:: Aim of the exercise ::
Take every line from the records below that includes the word "PartialEq".

### Given data

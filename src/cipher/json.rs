//! Typed wrapper for an encrypted JSON document of a known schema.

// crates.io
use serde::de::DeserializeOwned;
// self
use crate::{
	_prelude::*,
	cipher::{CipherEnvelope, CipherService},
	error::{ConfigError, DecryptionError},
};

/// Encrypted JSON payload whose plaintext decodes into `T`.
///
/// Holding the wrapper never materializes the plaintext; [`EncryptedJson::decrypt`] is the only
/// decode step.
#[derive(Serialize, Deserialize)]
#[serde(transparent, bound = "")]
pub struct EncryptedJson<T> {
	envelope: CipherEnvelope,
	#[serde(skip)]
	schema: PhantomData<fn() -> T>,
}
impl<T> EncryptedJson<T> {
	/// Wraps an existing envelope.
	pub fn from_envelope(envelope: CipherEnvelope) -> Self {
		Self { envelope, schema: PhantomData }
	}

	/// Raw envelope, e.g. for auditing the key identity.
	pub fn envelope(&self) -> &CipherEnvelope {
		&self.envelope
	}
}
impl<T> EncryptedJson<T>
where
	T: Serialize + DeserializeOwned,
{
	/// Serializes and encrypts `value` with the primary key.
	pub fn encrypt(value: &T, cipher: &CipherService) -> Result<Self> {
		let plaintext =
			serde_json::to_vec(value).map_err(|source| ConfigError::Serialization { source })?;

		Ok(Self::from_envelope(cipher.encrypt(&plaintext)))
	}

	/// Decrypts and decodes the payload.
	pub fn decrypt(&self, cipher: &CipherService) -> Result<T, DecryptionError> {
		let plaintext = cipher.decrypt(&self.envelope)?;
		let mut de = serde_json::Deserializer::from_slice(&plaintext);

		serde_path_to_error::deserialize(&mut de)
			.map_err(|source| DecryptionError::MalformedPayload { source })
	}
}
impl<T> Clone for EncryptedJson<T> {
	fn clone(&self) -> Self {
		Self::from_envelope(self.envelope.clone())
	}
}
impl<T> PartialEq for EncryptedJson<T> {
	fn eq(&self, other: &Self) -> bool {
		self.envelope == other.envelope
	}
}
impl<T> Debug for EncryptedJson<T> {
	fn fmt(&self, f: &mut Formatter) -> FmtResult {
		f.debug_struct("EncryptedJson").field("key", &self.envelope.key_metadata).finish()
	}
}

#[cfg(test)]
mod tests {
	// self
	use super::*;
	use crate::cipher::{CipherKey, CipherKeySet};

	#[derive(Debug, PartialEq, Serialize, Deserialize)]
	struct Sample {
		name: String,
		count: u32,
	}

	fn cipher() -> CipherService {
		let key = CipherKey::new("general", 1, [5; 32]).expect("Key should build.");

		CipherService::new(CipherKeySet::new([key], ("general", 1)).expect("Key set should build."))
	}

	#[test]
	fn decrypts_into_the_declared_schema() {
		let cipher = cipher();
		let value = Sample { name: "google".into(), count: 2 };
		let encrypted = EncryptedJson::encrypt(&value, &cipher).expect("Encryption should succeed.");

		assert_eq!(encrypted.decrypt(&cipher).expect("Decryption should succeed."), value);
	}

	#[test]
	fn schema_mismatch_is_a_decryption_error() {
		let cipher = cipher();
		let encrypted = EncryptedJson::<String>::encrypt(&"plain".to_owned(), &cipher)
			.expect("Encryption should succeed.");
		let retyped = EncryptedJson::<Sample>::from_envelope(encrypted.envelope().clone());

		assert!(matches!(
			retyped.decrypt(&cipher),
			Err(DecryptionError::MalformedPayload { .. })
		));
	}

	#[test]
	fn debug_never_shows_ciphertext() {
		let cipher = cipher();
		let encrypted = EncryptedJson::encrypt(&Sample { name: "x".into(), count: 0 }, &cipher)
			.expect("Encryption should succeed.");
		let rendered = format!("{encrypted:?}");

		assert!(!rendered.contains(&encrypted.envelope().data));
	}
}
//! Provider configuration: one explicit data structure per concern.
//!
//! `config` holds [`ClientConfig`], the decrypted, ready-to-use federation config made of
//! [`OAuth2Params`] (client credentials, endpoints, scopes) and [`VerifierParams`] (ID token
//! checks and key source). [`OidcSpec`] is the part that is encrypted at rest. Provider
//! quirks are plain flags on these structures. `builder` validates everything before a config
//! can reach the registry.

/// Validating builder for client configs.
pub mod builder;
/// Client config data structures.
pub mod config;

pub use builder::*;
pub use config::*;
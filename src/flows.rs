//! Login flow orchestration: issuer resolution, start parameters, and the callback leg.

pub mod callback;
pub mod start;

pub use start::*;

// self
use crate::{
	_prelude::*,
	error::ValidationError,
	http::TokenHttpClient,
	oauth::TransportErrorMapper,
	obs::{self, FlowKind, FlowOutcome, FlowSpan},
	oidc::{IdTokenVerifier, RetryPolicy},
	provider::ClientConfig,
	registry::ClientConfigRegistry,
};
#[cfg(feature = "reqwest")]
use crate::{error::ConfigError, http::ReqwestHttpClient, oauth::ReqwestTransportErrorMapper};

#[cfg(feature = "reqwest")]
/// Broker specialized for the crate's default reqwest transport stack.
pub type ReqwestFlowBroker = FlowBroker<ReqwestHttpClient, ReqwestTransportErrorMapper>;

/// Tunables for the login flow.
#[derive(Clone, Copy, Debug, PartialEq, Eq, Serialize, Deserialize)]
#[serde(default)]
pub struct BrokerSettings {
	/// Longest accepted time between start and callback.
	pub max_flow_age: Duration,
	/// Clock skew tolerated for `exp`/`nbf`.
	pub clock_leeway: StdDuration,
	/// Per-call upstream timeout used when the caller's context has none.
	pub upstream_timeout: StdDuration,
	/// Lifetime of cached discovery documents and key sets.
	pub jwks_cache_ttl: StdDuration,
	/// Retry policy for discovery and JWKS reads.
	pub retry: RetryPolicy,
}
impl Default for BrokerSettings {
	fn default() -> Self {
		Self {
			max_flow_age: Duration::minutes(5),
			clock_leeway: StdDuration::from_secs(60),
			upstream_timeout: StdDuration::from_secs(10),
			jwks_cache_ttl: StdDuration::from_secs(600),
			retry: RetryPolicy::default(),
		}
	}
}

/// Drives OpenID Connect login flows against the providers of a [`ClientConfigRegistry`].
///
/// The broker keeps no per-flow state: `state` and `nonce` travel to the caller in a
/// [`FlowState`] and come back with the callback. Shared state is limited to the registry and
/// the verifier's discovery/JWKS caches.
pub struct FlowBroker<C, M>
where
	C: ?Sized + TokenHttpClient,
	M: ?Sized + TransportErrorMapper<C::TransportError>,
{
	/// Registry consulted on every resolution.
	pub registry: Arc<ClientConfigRegistry>,
	/// HTTP client wrapper used for every outbound provider request.
	pub http_client: Arc<C>,
	/// Mapper applied to transport-layer errors before surfacing them to callers.
	pub transport_mapper: Arc<M>,
	settings: BrokerSettings,
	verifier: Arc<IdTokenVerifier>,
}
impl<C, M> FlowBroker<C, M>
where
	C: ?Sized + TokenHttpClient,
	M: ?Sized + TransportErrorMapper<C::TransportError>,
{
	/// Creates a broker that reuses the caller-provided transport + mapper pair.
	pub fn with_http_client(
		registry: Arc<ClientConfigRegistry>,
		http_client: impl Into<Arc<C>>,
		mapper: impl Into<Arc<M>>,
	) -> Self {
		let settings = BrokerSettings::default();

		Self {
			registry,
			http_client: http_client.into(),
			transport_mapper: mapper.into(),
			verifier: Arc::new(verifier_for(&settings)),
			settings,
		}
	}

	/// Replaces the settings; discovery and JWKS caches start empty afterwards.
	pub fn with_settings(mut self, settings: BrokerSettings) -> Self {
		self.verifier = Arc::new(verifier_for(&settings));
		self.settings = settings;

		self
	}

	/// Active settings.
	pub fn settings(&self) -> &BrokerSettings {
		&self.settings
	}

	/// Resolves the client config named by the `issuer` query parameter of `request_target`.
	///
	/// `request_target` is a request path with query (`/start?issuer=...`) or a full URL. This is
	/// the single resolution point for both legs of a flow.
	pub fn client_config_from_request(&self, request_target: &str) -> Result<Arc<ClientConfig>> {
		const KIND: FlowKind = FlowKind::Resolve;

		let _guard = FlowSpan::new(KIND, "client_config_from_request", "").entered();

		obs::record_flow_outcome(KIND, FlowOutcome::Attempt);

		let result = self.resolve(&QueryParams::parse(request_target));

		observe_outcome(KIND, &result);

		result
	}

	fn resolve(&self, params: &QueryParams) -> Result<Arc<ClientConfig>> {
		let issuer = params.require("issuer")?;

		self.registry.get_by_issuer(issuer)
	}
}
#[cfg(feature = "reqwest")]
impl FlowBroker<ReqwestHttpClient, ReqwestTransportErrorMapper> {
	/// Creates a broker with its own reqwest transport that never follows redirects.
	pub fn new(registry: Arc<ClientConfigRegistry>) -> Result<Self, ConfigError> {
		Ok(Self::with_http_client(
			registry,
			ReqwestHttpClient::new()?,
			Arc::new(ReqwestTransportErrorMapper),
		))
	}
}
impl<C, M> Clone for FlowBroker<C, M>
where
	C: ?Sized + TokenHttpClient,
	M: ?Sized + TransportErrorMapper<C::TransportError>,
{
	fn clone(&self) -> Self {
		Self {
			registry: self.registry.clone(),
			http_client: self.http_client.clone(),
			transport_mapper: self.transport_mapper.clone(),
			settings: self.settings,
			verifier: self.verifier.clone(),
		}
	}
}
impl<C, M> Debug for FlowBroker<C, M>
where
	C: ?Sized + TokenHttpClient,
	M: ?Sized + TransportErrorMapper<C::TransportError>,
{
	fn fmt(&self, f: &mut Formatter) -> FmtResult {
		f.debug_struct("FlowBroker")
			.field("registered_configs", &self.registry.len())
			.field("settings", &self.settings)
			.finish()
	}
}

/// Decoded query parameters of a request target; the first occurrence of a name wins.
#[derive(Clone, Debug, Default)]
pub(crate) struct QueryParams(HashMap<String, String>);
impl QueryParams {
	pub(crate) fn parse(request_target: &str) -> Self {
		let without_fragment = request_target.split_once('#').map_or(request_target, |(t, _)| t);
		let query = without_fragment.split_once('?').map_or("", |(_, query)| query);
		let mut params = HashMap::new();

		for (name, value) in url::form_urlencoded::parse(query.as_bytes()) {
			params.entry(name.into_owned()).or_insert_with(|| value.into_owned());
		}

		Self(params)
	}

	pub(crate) fn get(&self, name: &str) -> Option<&str> {
		self.0.get(name).map(String::as_str).filter(|value| !value.is_empty())
	}

	pub(crate) fn require(&self, name: &'static str) -> Result<&str, ValidationError> {
		self.get(name).ok_or(ValidationError::MissingParameter { name })
	}
}

fn verifier_for(settings: &BrokerSettings) -> IdTokenVerifier {
	IdTokenVerifier::new(settings.jwks_cache_ttl, settings.retry, settings.clock_leeway)
}

fn observe_outcome<T>(kind: FlowKind, result: &Result<T>) {
	match result {
		Ok(_) => obs::record_flow_outcome(kind, FlowOutcome::Success),
		Err(e) => {
			obs::log_failure(kind, e);
			obs::record_flow_outcome(kind, FlowOutcome::Failure);
		},
	}
}
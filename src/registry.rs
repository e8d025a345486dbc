//! Read-mostly index of ready-to-use client configs.
//!
//! The registry holds an immutable [`RegistrySnapshot`] behind an `Arc`. Readers clone the `Arc`
//! and look up without further locking; writers build the next snapshot off to the side and swap
//! it in, so a lookup never waits on another lookup or on store I/O.

// std
use std::convert::Infallible;
// self
use crate::{
	_prelude::*,
	auth::{ConfigId, Issuer},
	context::CallContext,
	error::{ConflictError, NotFoundError, ValidationError},
	obs::{self, FlowKind, FlowOutcome, FlowSpan},
	provider::ClientConfig,
	store::EncryptedConfigStore,
};

/// Immutable view of the registry at one point in time.
#[derive(Clone, Debug, Default)]
pub struct RegistrySnapshot {
	by_id: HashMap<ConfigId, Arc<ClientConfig>>,
	by_issuer: HashMap<Issuer, Arc<ClientConfig>>,
}
impl RegistrySnapshot {
	/// Exact-match lookup by issuer.
	pub fn get_by_issuer(&self, issuer: &str) -> Option<&Arc<ClientConfig>> {
		self.by_issuer.get(issuer)
	}

	/// Exact-match lookup by identifier.
	pub fn get_by_id(&self, id: &str) -> Option<&Arc<ClientConfig>> {
		self.by_id.get(id)
	}

	/// Number of registered configs.
	pub fn len(&self) -> usize {
		self.by_id.len()
	}

	/// Returns `true` when nothing is registered.
	pub fn is_empty(&self) -> bool {
		self.by_id.is_empty()
	}

	/// Iterates over the registered configs in no particular order.
	pub fn iter(&self) -> impl Iterator<Item = &Arc<ClientConfig>> {
		self.by_id.values()
	}

	fn insert(&mut self, config: Arc<ClientConfig>) -> Result<(), ConflictError> {
		if let Some(owner) =
			self.by_issuer.get(&config.issuer).filter(|owner| owner.id != config.id)
		{
			return Err(ConflictError::IssuerTaken {
				issuer: config.issuer.to_string(),
				owner: owner.id.clone(),
			});
		}
		if let Some(previous) = self.by_id.insert(config.id.clone(), config.clone()) {
			self.by_issuer.remove(&previous.issuer);
		}

		self.by_issuer.insert(config.issuer.clone(), config);

		Ok(())
	}

	fn remove(&mut self, id: &str) -> Option<Arc<ClientConfig>> {
		let removed = self.by_id.remove(id)?;

		self.by_issuer.remove(&removed.issuer);

		Some(removed)
	}
}

/// Concurrent registry of client configs keyed by identifier and by issuer.
#[derive(Debug, Default)]
pub struct ClientConfigRegistry {
	current: RwLock<Arc<RegistrySnapshot>>,
	writer: Mutex<()>,
}
impl ClientConfigRegistry {
	/// Creates an empty registry.
	pub fn new() -> Self {
		Self::default()
	}

	/// Returns the current snapshot.
	pub fn snapshot(&self) -> Arc<RegistrySnapshot> {
		self.current.read().clone()
	}

	/// Registers or replaces a config.
	///
	/// Replacing keeps the identifier and may move the config to a new issuer. Another config
	/// already owning the issuer yields [`ConflictError::IssuerTaken`].
	pub fn add_client_config(&self, config: ClientConfig) -> Result<Arc<ClientConfig>> {
		config.validate().map_err(ValidationError::from)?;

		let config = Arc::new(config);

		self.update(|next| next.insert(config.clone()))?;

		Ok(config)
	}

	/// Exact-match lookup by issuer.
	pub fn get_by_issuer(&self, issuer: &str) -> Result<Arc<ClientConfig>> {
		self.snapshot()
			.get_by_issuer(issuer)
			.cloned()
			.ok_or_else(|| NotFoundError::Issuer { issuer: issuer.to_owned() }.into())
	}

	/// Exact-match lookup by identifier.
	pub fn get_by_id(&self, id: &str) -> Result<Arc<ClientConfig>> {
		self.snapshot()
			.get_by_id(id)
			.cloned()
			.ok_or_else(|| NotFoundError::ConfigId { id: id.to_owned() }.into())
	}

	/// Removes a config; returns it when it was registered.
	pub fn remove(&self, id: &str) -> Option<Arc<ClientConfig>> {
		let Ok(removed) = self.update(|next| Ok::<_, Infallible>(next.remove(id)));

		removed
	}

	/// Number of registered configs.
	pub fn len(&self) -> usize {
		self.snapshot().len()
	}

	/// Returns `true` when nothing is registered.
	pub fn is_empty(&self) -> bool {
		self.snapshot().is_empty()
	}

	/// Rebuilds the registry from the active rows of `store`.
	///
	/// Rows that fail to decrypt, validate, or index are logged and skipped. The previous
	/// snapshot stays in place if listing the store fails. Returns the number of loaded configs.
	pub async fn load_from_store(
		&self,
		ctx: &CallContext,
		store: &EncryptedConfigStore,
	) -> Result<usize> {
		let span = FlowSpan::new(FlowKind::RegistryLoad, "load_from_store", "");

		obs::record_flow_outcome(FlowKind::RegistryLoad, FlowOutcome::Attempt);

		let rows = match span.instrument(store.list_active(ctx)).await {
			Ok(rows) => rows,
			Err(e) => {
				obs::log_failure(FlowKind::RegistryLoad, &e);
				obs::record_flow_outcome(FlowKind::RegistryLoad, FlowOutcome::Failure);

				return Err(e);
			},
		};
		let _guard = span.entered();
		let mut next = RegistrySnapshot::default();

		for row in rows {
			let id = row.id.clone();
			let loaded = row
				.into_client_config(store.cipher())
				.and_then(|config| Ok(next.insert(Arc::new(config))?));

			if let Err(e) = loaded {
				obs::log_skipped_config(&id, &e);
			}
		}

		let loaded = next.len();
		let _writer = self.writer.lock();

		*self.current.write() = Arc::new(next);

		obs::record_flow_outcome(FlowKind::RegistryLoad, FlowOutcome::Success);

		Ok(loaded)
	}

	/// Applies `apply` to a copy of the current snapshot and publishes it; a failed `apply` leaves
	/// the registry untouched.
	fn update<F, T, E>(&self, apply: F) -> Result<T, E>
	where
		F: FnOnce(&mut RegistrySnapshot) -> Result<T, E>,
	{
		let _writer = self.writer.lock();
		let mut next = RegistrySnapshot::clone(&self.current.read());
		let output = apply(&mut next)?;

		*self.current.write() = Arc::new(next);

		Ok(output)
	}
}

######

:: Solution to the problem ::
impl<T> PartialEq for EncryptedJson<T> {
	#[derive(Debug, PartialEq, Serialize, Deserialize)]
#[derive(Clone, Copy, Debug, PartialEq, Eq, Serialize, Deserialize)]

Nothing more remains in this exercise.